The Partisans Martyrs Cemetery Monument, Velania (Pristina).

The Partisans Martyrs Cemetery Monument is located in Velania, the highest part of Pristina. In the postcard dating back to the 1960s, 1970s and 1980s, it appears standing alone or with other views of the city of Pristina.

Where it stands alone, its image sends mixed messages of architectural grandeur and pastoral spirit.  The viewer is immediately captured by the eight large, concrete semi-circles, shaped like open arms, surrounding a ball-like large shape, made of metal beams. On the inside walls of the semi-circles there are white medallions, representing individual fighters (163) or civilian victims (58) of the war. The monument sits on a grassy hill, whose elevation from the city is clear from the backdrop – a distant urban landscape down below, framed by mountain.

But because of the presence of children playing and people conversing with each other, this heavy structure of concrete and metal is offset by mundane views of ordinary life. Here too, like in Landovica, the memorial betrays its use as a recreational structure, among others.

In many postcards, the Velania memorial sometimes appears exclusively with other modern, postwar views of the center of town: the building of Radio Pristina; the National Theatre; the new apartment buildings in Dardania; the Department store Grmija on the pedestrian street, the korzo; the University campus; the monument Brotherhood and Unity; the hotel Božur [now Hotel Swiss Diamond], with its colorful illustrated wall, and the slogan, “From Words to Actions” in two languages.

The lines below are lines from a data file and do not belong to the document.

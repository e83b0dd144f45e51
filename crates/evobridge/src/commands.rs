// SPDX-FileCopyrightText: 2026 Evobridge Contributors
// SPDX-License-Identifier: MIT OR Apache-2.0

//! One-shot operator commands: `check`, `provision`, `status`.

use std::fmt::Write as _;
use std::sync::Arc;

use serde::Serialize;

use evobridge_config::EvobridgeConfig;
use evobridge_core::types::format_timestamp;
use evobridge_core::{
    EvobridgeError, HealthSnapshot, Instance, InstanceRegistry, NullSink, SessionGateway, TenantId,
};
use evobridge_evolution::EvolutionClient;
use evobridge_storage::SqliteRegistry;
use evobridge_supervisor::{CheckSummary, Supervisor, SupervisorSettings};

/// Structured output of `evobridge status --json`.
#[derive(Debug, Serialize)]
pub struct StatusReport {
    pub instances: Vec<Instance>,
    pub last_snapshot: Option<HealthSnapshot>,
}

/// Run `evobridge check`: one connection-check cycle, summary as JSON.
pub async fn run_check(config: &EvobridgeConfig) -> Result<(), EvobridgeError> {
    let registry = SqliteRegistry::open(&config.storage).await?;
    let gateway = EvolutionClient::new(&config.evolution)?;

    let summary = check_once(
        Arc::new(registry.clone()),
        Arc::new(gateway),
        SupervisorSettings::from_config(config),
    )
    .await;
    registry.close().await?;

    println!("{}", to_json(&summary?)?);
    Ok(())
}

/// Run `evobridge provision <tenant>`.
pub async fn run_provision(config: &EvobridgeConfig, tenant: &str) -> Result<(), EvobridgeError> {
    let registry = SqliteRegistry::open(&config.storage).await?;
    let instances = provision(&registry, tenant).await?;
    registry.close().await?;

    for instance in &instances {
        println!("{}\t{}", instance.session_name, instance.status);
    }
    Ok(())
}

/// Run `evobridge status [--tenant] [--json]`.
pub async fn run_status(
    config: &EvobridgeConfig,
    tenant: Option<&str>,
    json: bool,
) -> Result<(), EvobridgeError> {
    let registry = SqliteRegistry::open(&config.storage).await?;
    let report = StatusReport {
        instances: registry
            .list_instances(tenant.map(TenantId::new).as_ref())
            .await?,
        last_snapshot: registry.last_health_snapshot().await?,
    };

    if json {
        println!("{}", to_json(&report)?);
    } else {
        print!("{}", render_status(&report));
    }
    Ok(())
}

/// Runs a single connection check outside of the scheduled jobs.
async fn check_once(
    registry: Arc<dyn InstanceRegistry>,
    gateway: Arc<dyn SessionGateway>,
    settings: SupervisorSettings,
) -> Result<CheckSummary, EvobridgeError> {
    let supervisor = Supervisor::new(registry, gateway, Arc::new(NullSink), settings);
    supervisor.check_connections().await
}

async fn provision(
    registry: &dyn InstanceRegistry,
    tenant: &str,
) -> Result<Vec<Instance>, EvobridgeError> {
    if !TenantId::is_valid(tenant) {
        return Err(EvobridgeError::Config(format!("invalid tenant id `{tenant}`")));
    }
    registry.provision_tenant(&TenantId::new(tenant)).await
}

fn render_status(report: &StatusReport) -> String {
    let mut out = String::new();
    let _ = writeln!(
        out,
        "{:<28} {:<13} {:<16} {:<8} LAST SEEN",
        "INSTANCE", "STATUS", "PHONE", "RETRIES"
    );
    for instance in &report.instances {
        let _ = writeln!(
            out,
            "{:<28} {:<13} {:<16} {:<8} {}",
            instance.session_name,
            instance.status.to_string(),
            instance.phone_number.as_deref().unwrap_or("-"),
            instance.reconnect_attempts,
            instance
                .last_seen_at
                .as_ref()
                .map(format_timestamp)
                .unwrap_or_else(|| "-".to_string()),
        );
    }
    match &report.last_snapshot {
        Some(s) => {
            let _ = writeln!(
                out,
                "\nlast check {}: {}/{} healthy ({}%)",
                format_timestamp(&s.checked_at),
                s.healthy,
                s.total,
                s.health_rate
            );
        }
        None => out.push_str("\nno health check recorded yet\n"),
    }
    out
}

fn to_json<T: Serialize>(value: &T) -> Result<String, EvobridgeError> {
    serde_json::to_string_pretty(value)
        .map_err(|e| EvobridgeError::Internal(format!("failed to serialize output: {e}")))
}
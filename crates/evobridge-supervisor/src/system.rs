// SPDX-FileCopyrightText: 2026 Evobridge Contributors
// SPDX-License-Identifier: MIT OR Apache-2.0

//! Process-level health figures.

use std::time::Duration;

use sysinfo::{ProcessesToUpdate, System};

use evobridge_core::{HealthStatus, SystemHealth};

/// Uptime plus resident memory of the current process.
pub fn system_health(uptime: Duration) -> SystemHealth {
    let memory_bytes = process_memory();
    let status = match memory_bytes {
        Some(_) => HealthStatus::Healthy,
        None => HealthStatus::Degraded("process memory unavailable".to_string()),
    };
    SystemHealth {
        uptime_secs: uptime.as_secs(),
        memory_bytes,
        status,
    }
}

fn process_memory() -> Option<u64> {
    let pid = sysinfo::get_current_pid().ok()?;
    let mut system = System::new();
    system.refresh_processes(ProcessesToUpdate::Some(&[pid]), true);
    system.process(pid).map(|process| process.memory())
}

#[cfg(test)]
mod tests {
    use super::*;

    #[test]
    fn reports_uptime_seconds() {
        let health = system_health(Duration::from_millis(61_500));
        assert_eq!(health.uptime_secs, 61);
        if let Some(bytes) = health.memory_bytes {
            assert!(bytes > 0);
            assert!(health.status.is_healthy());
        }
    }
}
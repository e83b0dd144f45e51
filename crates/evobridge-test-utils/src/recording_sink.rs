// SPDX-FileCopyrightText: 2026 Evobridge Contributors
// SPDX-License-Identifier: MIT OR Apache-2.0

//! Notification sink that records every published event.

use std::sync::Mutex;

use evobridge_core::{NotificationSink, SupervisorEvent};

#[derive(Debug, Default)]
pub struct RecordingSink {
    events: Mutex<Vec<SupervisorEvent>>,
}

impl RecordingSink {
    pub fn new() -> Self {
        Self::default()
    }

    /// All events in publish order.
    pub fn events(&self) -> Vec<SupervisorEvent> {
        self.events.lock().map(|e| e.clone()).unwrap_or_default()
    }

    /// Number of events whose `type` tag equals `kind`.
    pub fn count(&self, kind: &str) -> usize {
        self.events().iter().filter(|e| e.kind() == kind).count()
    }

    /// Event kinds in publish order.
    pub fn kinds(&self) -> Vec<&'static str> {
        self.events().iter().map(SupervisorEvent::kind).collect()
    }

    pub fn clear(&self) {
        if let Ok(mut events) = self.events.lock() {
            events.clear();
        }
    }
}

impl NotificationSink for RecordingSink {
    fn publish(&self, event: SupervisorEvent) {
        if let Ok(mut events) = self.events.lock() {
            events.push(event);
        }
    }
}
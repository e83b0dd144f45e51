// SPDX-FileCopyrightText: 2026 Evobridge Contributors
// SPDX-License-Identifier: MIT OR Apache-2.0

//! Scripted session gateway for deterministic testing.
//!
//! Every call is appended to a log that tests can assert on. Connection
//! states, reconnect outcomes and restart/create results are scripted per
//! session; unscripted sessions report `open` and succeed.

use std::collections::HashMap;
use std::sync::Mutex;
use std::sync::atomic::{AtomicUsize, Ordering};
use std::time::Duration;

use async_trait::async_trait;

use evobridge_core::{
    ConnectionReport, ConnectionState, EvobridgeError, HealthStatus, ReconnectPayload,
    SessionGateway,
};

/// One recorded gateway call.
#[derive(Debug, Clone, PartialEq, Eq)]
pub enum GatewayCall {
    ConnectionState(String),
    RequestReconnect(String),
    Restart(String),
    Delete(String),
    Create(String),
    Logout(String),
    HealthCheck,
}

impl GatewayCall {
    /// `true` for calls that try to repair a session.
    pub fn is_remediation(&self) -> bool {
        matches!(
            self,
            GatewayCall::RequestReconnect(_)
                | GatewayCall::Restart(_)
                | GatewayCall::Delete(_)
                | GatewayCall::Create(_)
        )
    }
}

/// What `request_reconnect` returns for a session.
#[derive(Debug, Clone, PartialEq, Eq)]
pub enum ReconnectOutcome {
    Qr,
    Resumed,
    NoQr,
    Fail,
}

#[derive(Debug, Default)]
struct Script {
    states: HashMap<String, ConnectionReport>,
    reconnect: HashMap<String, ReconnectOutcome>,
    state_after_restart: HashMap<String, ConnectionState>,
    failing_restart: Vec<String>,
    failing_create: Vec<String>,
    health: Option<HealthStatus>,
}

#[derive(Debug, Default)]
pub struct MockGateway {
    script: Mutex<Script>,
    calls: Mutex<Vec<GatewayCall>>,
    state_delay: Mutex<Option<Duration>>,
    remediation_delay: Mutex<Option<Duration>>,
    in_flight: AtomicUsize,
    max_in_flight: AtomicUsize,
}

impl MockGateway {
    pub fn new() -> Self {
        Self::default()
    }

    fn script(&self) -> std::sync::MutexGuard<'_, Script> {
        self.script.lock().unwrap_or_else(|p| p.into_inner())
    }

    fn record(&self, call: GatewayCall) {
        self.calls
            .lock()
            .unwrap_or_else(|p| p.into_inner())
            .push(call);
    }

    /// Scripts the state reported for `session`.
    pub fn set_state(&self, session: &str, state: ConnectionState) {
        self.script()
            .states
            .insert(session.to_string(), ConnectionReport::new(state));
    }

    /// Makes the gateway report `session` as unknown to it (HTTP 404).
    pub fn set_missing(&self, session: &str) {
        self.script()
            .states
            .insert(session.to_string(), ConnectionReport::missing());
    }

    pub fn set_reconnect(&self, session: &str, outcome: ReconnectOutcome) {
        self.script()
            .reconnect
            .insert(session.to_string(), outcome);
    }

    /// State the session reports once `restart` has been called.
    pub fn set_state_after_restart(&self, session: &str, state: ConnectionState) {
        self.script()
            .state_after_restart
            .insert(session.to_string(), state);
    }

    pub fn fail_restart(&self, session: &str) {
        self.script().failing_restart.push(session.to_string());
    }

    pub fn fail_create(&self, session: &str) {
        self.script().failing_create.push(session.to_string());
    }

    pub fn set_health(&self, health: HealthStatus) {
        self.script().health = Some(health);
    }

    /// Delays every `connection_state` call, to widen the in-flight window.
    pub fn set_state_delay(&self, delay: Duration) {
        *self.state_delay.lock().unwrap_or_else(|p| p.into_inner()) = Some(delay);
    }

    /// Delays every reconnect, restart, delete and create call.
    pub fn set_remediation_delay(&self, delay: Duration) {
        *self
            .remediation_delay
            .lock()
            .unwrap_or_else(|p| p.into_inner()) = Some(delay);
    }

    async fn remediation_pause(&self) {
        let delay = *self
            .remediation_delay
            .lock()
            .unwrap_or_else(|p| p.into_inner());
        if let Some(delay) = delay {
            tokio::time::sleep(delay).await;
        }
    }

    pub fn calls(&self) -> Vec<GatewayCall> {
        self.calls
            .lock()
            .unwrap_or_else(|p| p.into_inner())
            .clone()
    }

    /// Remediation calls (reconnect, restart, delete, create) in order.
    pub fn remediation_calls(&self) -> Vec<GatewayCall> {
        self.calls()
            .into_iter()
            .filter(GatewayCall::is_remediation)
            .collect()
    }

    pub fn clear_calls(&self) {
        self.calls
            .lock()
            .unwrap_or_else(|p| p.into_inner())
            .clear();
    }

    /// Highest number of concurrent `connection_state` calls observed.
    pub fn max_concurrent_state_queries(&self) -> usize {
        self.max_in_flight.load(Ordering::SeqCst)
    }
}

#[async_trait]
impl SessionGateway for MockGateway {
    async fn connection_state(&self, session: &str) -> ConnectionReport {
        self.record(GatewayCall::ConnectionState(session.to_string()));
        let now = self.in_flight.fetch_add(1, Ordering::SeqCst) + 1;
        self.max_in_flight.fetch_max(now, Ordering::SeqCst);

        let delay = *self.state_delay.lock().unwrap_or_else(|p| p.into_inner());
        if let Some(delay) = delay {
            tokio::time::sleep(delay).await;
        }

        let report = self
            .script()
            .states
            .get(session)
            .cloned()
            .unwrap_or_else(|| ConnectionReport::new(ConnectionState::Open));
        self.in_flight.fetch_sub(1, Ordering::SeqCst);
        report
    }

    async fn request_reconnect(
        &self,
        session: &str,
    ) -> Result<Option<ReconnectPayload>, EvobridgeError> {
        self.record(GatewayCall::RequestReconnect(session.to_string()));
        self.remediation_pause().await;
        let outcome = self
            .script()
            .reconnect
            .get(session)
            .cloned()
            .unwrap_or(ReconnectOutcome::Qr);
        match outcome {
            ReconnectOutcome::Qr => Ok(Some(ReconnectPayload::Qr {
                code: format!("2@{session}"),
                data_url: format!("data:image/png;base64,{session}"),
            })),
            ReconnectOutcome::Resumed => Ok(Some(ReconnectPayload::Resumed)),
            ReconnectOutcome::NoQr => Ok(None),
            ReconnectOutcome::Fail => Err(EvobridgeError::gateway(format!(
                "connect {session}: Evolution API returned 500"
            ))),
        }
    }

    async fn restart(&self, session: &str) -> Result<(), EvobridgeError> {
        self.record(GatewayCall::Restart(session.to_string()));
        self.remediation_pause().await;
        let mut script = self.script();
        if script.failing_restart.iter().any(|s| s == session) {
            return Err(EvobridgeError::gateway(format!("restart {session} failed")));
        }
        if let Some(state) = script.state_after_restart.get(session).copied() {
            script
                .states
                .insert(session.to_string(), ConnectionReport::new(state));
        }
        Ok(())
    }

    async fn delete_session(&self, session: &str) -> Result<(), EvobridgeError> {
        self.record(GatewayCall::Delete(session.to_string()));
        self.remediation_pause().await;
        Ok(())
    }

    async fn create_session(&self, session: &str) -> Result<(), EvobridgeError> {
        self.record(GatewayCall::Create(session.to_string()));
        self.remediation_pause().await;
        let mut script = self.script();
        if script.failing_create.iter().any(|s| s == session) {
            return Err(EvobridgeError::gateway(format!("create {session} failed")));
        }
        // A recreated session exists again, though not yet paired.
        if script.states.get(session).is_some_and(|r| r.not_found) {
            script.states.insert(
                session.to_string(),
                ConnectionReport::new(ConnectionState::Close),
            );
        }
        Ok(())
    }

    async fn logout(&self, session: &str) -> Result<(), EvobridgeError> {
        self.record(GatewayCall::Logout(session.to_string()));
        Ok(())
    }

    async fn health_check(&self) -> HealthStatus {
        self.record(GatewayCall::HealthCheck);
        self.script()
            .health
            .clone()
            .unwrap_or(HealthStatus::Healthy)
    }
}
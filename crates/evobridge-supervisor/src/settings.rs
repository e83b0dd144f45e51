// SPDX-FileCopyrightText: 2026 Evobridge Contributors
// SPDX-License-Identifier: MIT OR Apache-2.0

//! Timing and retry parameters of the supervisor.

use std::time::Duration;

use evobridge_config::model::EvobridgeConfig;

/// Resolved supervisor parameters.
///
/// Built from the loaded configuration with [`SupervisorSettings::from_config`];
/// the `Default` impl carries the production constants.
#[derive(Debug, Clone, PartialEq, Eq)]
pub struct SupervisorSettings {
    pub check_interval: Duration,
    pub health_interval: Duration,
    pub reset_interval: Duration,
    /// A connected instance silent for longer than this is unhealthy.
    pub stale_after: Duration,
    /// Non-active instances seen within this window are still monitored.
    pub monitor_window: Duration,
    pub max_retries: u32,
    pub restart_settle: Duration,
    pub recreate_settle: Duration,
    pub state_timeout: Duration,
    pub remediation_timeout: Duration,
}

impl Default for SupervisorSettings {
    fn default() -> Self {
        Self {
            check_interval: Duration::from_secs(120),
            health_interval: Duration::from_secs(900),
            reset_interval: Duration::from_secs(3600),
            stale_after: Duration::from_secs(1800),
            monitor_window: Duration::from_secs(3600),
            max_retries: 3,
            restart_settle: Duration::from_secs(5),
            recreate_settle: Duration::from_secs(2),
            state_timeout: Duration::from_secs(5),
            remediation_timeout: Duration::from_secs(30),
        }
    }
}

impl SupervisorSettings {
    pub fn from_config(config: &EvobridgeConfig) -> Self {
        let sup = &config.supervisor;
        Self {
            check_interval: Duration::from_secs(sup.check_interval_secs),
            health_interval: Duration::from_secs(sup.health_interval_secs),
            reset_interval: Duration::from_secs(sup.reset_interval_secs),
            stale_after: Duration::from_secs(sup.stale_after_secs),
            monitor_window: Duration::from_secs(sup.monitor_window_secs),
            max_retries: sup.max_retries,
            restart_settle: Duration::from_secs(sup.restart_settle_secs),
            recreate_settle: Duration::from_secs(sup.recreate_settle_secs),
            state_timeout: config.evolution.state_timeout(),
            remediation_timeout: Duration::from_secs(sup.remediation_timeout_secs),
        }
    }
}

/// Converts a wall-clock span for comparisons against stored timestamps.
pub(crate) fn chrono_span(duration: Duration) -> chrono::Duration {
    chrono::Duration::from_std(duration).unwrap_or(chrono::Duration::MAX)
}

#[cfg(test)]
mod tests {
    use super::*;

    #[test]
    fn config_defaults_match_constants() {
        let settings = SupervisorSettings::from_config(&EvobridgeConfig::default());
        assert_eq!(settings, SupervisorSettings::default());
    }

    #[test]
    fn overrides_flow_through() {
        let mut config = EvobridgeConfig::default();
        config.supervisor.max_retries = 5;
        config.supervisor.stale_after_secs = 60;
        config.evolution.state_timeout_secs = 2;
        let settings = SupervisorSettings::from_config(&config);
        assert_eq!(settings.max_retries, 5);
        assert_eq!(settings.stale_after, Duration::from_secs(60));
        assert_eq!(settings.state_timeout, Duration::from_secs(2));
    }

    #[test]
    fn chrono_span_saturates() {
        assert_eq!(chrono_span(Duration::from_secs(90)), chrono::Duration::seconds(90));
        assert_eq!(chrono_span(Duration::MAX), chrono::Duration::MAX);
    }
}
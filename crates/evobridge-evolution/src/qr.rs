// SPDX-FileCopyrightText: 2026 Evobridge Contributors
// SPDX-License-Identifier: MIT OR Apache-2.0

//! Renders raw pairing codes into QR image data URLs.

use base64::Engine;
use base64::engine::general_purpose::STANDARD;
use evobridge_core::EvobridgeError;
use qrcode::QrCode;
use qrcode::render::svg;

/// Encodes `code` as a QR symbol and returns it as an SVG data URL.
pub fn render_data_url(code: &str) -> Result<String, EvobridgeError> {
    let symbol = QrCode::new(code.as_bytes()).map_err(|e| EvobridgeError::Gateway {
        message: format!("pairing code cannot be encoded as QR: {e}"),
        source: Some(Box::new(e)),
    })?;
    let image = symbol
        .render::<svg::Color<'_>>()
        .min_dimensions(256, 256)
        .quiet_zone(true)
        .build();
    Ok(format!("data:image/svg+xml;base64,{}", STANDARD.encode(image)))
}

/// `true` for strings that are already image data URLs.
pub fn is_data_url(value: &str) -> bool {
    value.starts_with("data:image/")
}
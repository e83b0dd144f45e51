// SPDX-FileCopyrightText: 2026 Evobridge Contributors
// SPDX-License-Identifier: MIT OR Apache-2.0

//! Error types for the Evobridge workspace.

use thiserror::Error;

/// The primary error type used across collaborator traits and the supervisor.
#[derive(Debug, Error)]
pub enum EvobridgeError {
    /// Configuration errors (invalid TOML, missing required fields, bad values).
    #[error("configuration error: {0}")]
    Config(String),

    /// Registry backend errors (database connection, query failure, row decoding).
    #[error("storage error: {source}")]
    Storage {
        source: Box<dyn std::error::Error + Send + Sync>,
    },

    /// Session gateway errors (HTTP failure, unexpected status, malformed body).
    #[error("gateway error: {message}")]
    Gateway {
        message: String,
        source: Option<Box<dyn std::error::Error + Send + Sync>>,
    },

    /// No instance row exists for the requested key or session name.
    #[error("instance not found: {key}")]
    InstanceNotFound { key: String },

    /// Slot position outside the allowed `1..=5` range.
    #[error("invalid slot position {0}: must be between 1 and {max}", max = crate::types::MAX_SLOTS)]
    InvalidSlot(u8),

    /// Operation timed out.
    #[error("operation timed out after {duration:?}")]
    Timeout { duration: std::time::Duration },

    /// Internal or unexpected errors.
    #[error("internal error: {0}")]
    Internal(String),
}

impl EvobridgeError {
    /// Shorthand for a gateway error without an underlying source.
    pub fn gateway(message: impl Into<String>) -> Self {
        Self::Gateway {
            message: message.into(),
            source: None,
        }
    }

    /// Returns `true` for failures that are expected to clear on their own
    /// (timeouts, gateway transport hiccups).
    pub fn is_transient(&self) -> bool {
        matches!(self, Self::Timeout { .. } | Self::Gateway { .. })
    }
}
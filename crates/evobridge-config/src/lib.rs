// SPDX-FileCopyrightText: 2026 Evobridge Contributors
// SPDX-License-Identifier: MIT OR Apache-2.0

//! Configuration system for Evobridge.
//!
//! Provides TOML configuration parsing with strict validation (`deny_unknown_fields`),
//! XDG file hierarchy lookup, `EVOBRIDGE_*` environment overrides, and miette
//! diagnostics with typo suggestions.
//!
//! # Usage
//!
//! ```no_run
//! use evobridge_config::load_and_validate;
//!
//! let config = load_and_validate().expect("config errors");
//! println!("Evolution API: {}", config.evolution.api_url);
//! ```

pub mod diagnostic;
pub mod loader;
pub mod model;
pub mod validation;

use std::path::Path;

pub use diagnostic::{ConfigError, render_errors};
pub use loader::{load_config, load_config_from_path, load_config_from_str};
pub use model::EvobridgeConfig;

/// Load configuration from the XDG hierarchy and validate it.
///
/// Figment errors are converted to diagnostics with source spans; a config
/// that deserializes is then run through [`validation::validate_config`].
pub fn load_and_validate() -> Result<EvobridgeConfig, Vec<ConfigError>> {
    finish(loader::load_config(), collect_toml_sources)
}

/// Load a specific file (plus env overrides) and validate it.
pub fn load_and_validate_path(path: &Path) -> Result<EvobridgeConfig, Vec<ConfigError>> {
    finish(loader::load_config_from_path(path), || {
        std::fs::read_to_string(path)
            .map(|content| vec![(path.display().to_string(), content)])
            .unwrap_or_default()
    })
}

/// Load configuration from a TOML string and validate it.
pub fn load_and_validate_str(toml_content: &str) -> Result<EvobridgeConfig, Vec<ConfigError>> {
    finish(loader::load_config_from_str(toml_content), || {
        vec![("<inline>".to_string(), toml_content.to_string())]
    })
}

#[allow(clippy::result_large_err)]
fn finish(
    loaded: Result<EvobridgeConfig, figment::Error>,
    sources: impl FnOnce() -> Vec<(String, String)>,
) -> Result<EvobridgeConfig, Vec<ConfigError>> {
    match loaded {
        Ok(config) => {
            validation::validate_config(&config)?;
            Ok(config)
        }
        Err(err) => Err(diagnostic::figment_to_config_errors(err, &sources())),
    }
}

/// Read whichever config files exist, for error span resolution.
fn collect_toml_sources() -> Vec<(String, String)> {
    let local = std::env::current_dir()
        .map(|d| d.join(loader::LOCAL_CONFIG_FILE))
        .unwrap_or_else(|_| loader::LOCAL_CONFIG_FILE.into());

    [
        local,
        loader::user_config_path(),
        loader::SYSTEM_CONFIG_PATH.into(),
    ]
    .into_iter()
    .filter_map(|path| {
        std::fs::read_to_string(&path)
            .ok()
            .map(|content| (path.display().to_string(), content))
    })
    .collect()
}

In other postcards, the Velania memorial is accompanied by the other two stronger signifiers of Pristina’s different identities: the historical heritage sites of the Serbian Church in Graçanica/Gračanica and the Ottoman turbe in Mazgit, both out of town.

On Hallowed Ground

The Partisans Martyrs Cemetery memorial in Velania, designed by Svetislav Ličina, (Zagreb 1931), and completed in November 1961 over a park of 3 hectares, still stands today, though looted of its medallions and in a state of neglect. It was never threatened with destruction, perhaps because of the advocacy of the last surviving veterans of the Anti-Fascist National Liberation War, who managed to add a new plaque after 1999, and rededicated it to the 220 martyrs of the Second World War. And in good weather, kids regularly play among the ruins of a once majestic work of architecture, as they used in former times.

Another reason for its longevity might be that it is located on hallowed ground. In its vicinity, another cemetery has been established after 1999, this one dedicated to the fallen of the Kosovo Liberation Army in the recent war, as well as the tomb-mausoleum to Ibrahim Rugova, the first president of self-governing Kosovo, deceased in 2006.

The sentiments elicited by this monument were not always neglect and disinterest. Archival photos of the thirtieth anniversary celebration of Pristina’s liberation from the Nazi occupation, in 1974, show its popular appeal, beyond the veterans’ groups. It was then another strong symbol of brotherhood and unity, as the gigantic backdrop of the ceremony reads, in Serbian, Albanian and Turkish, next to Tito’s portrait.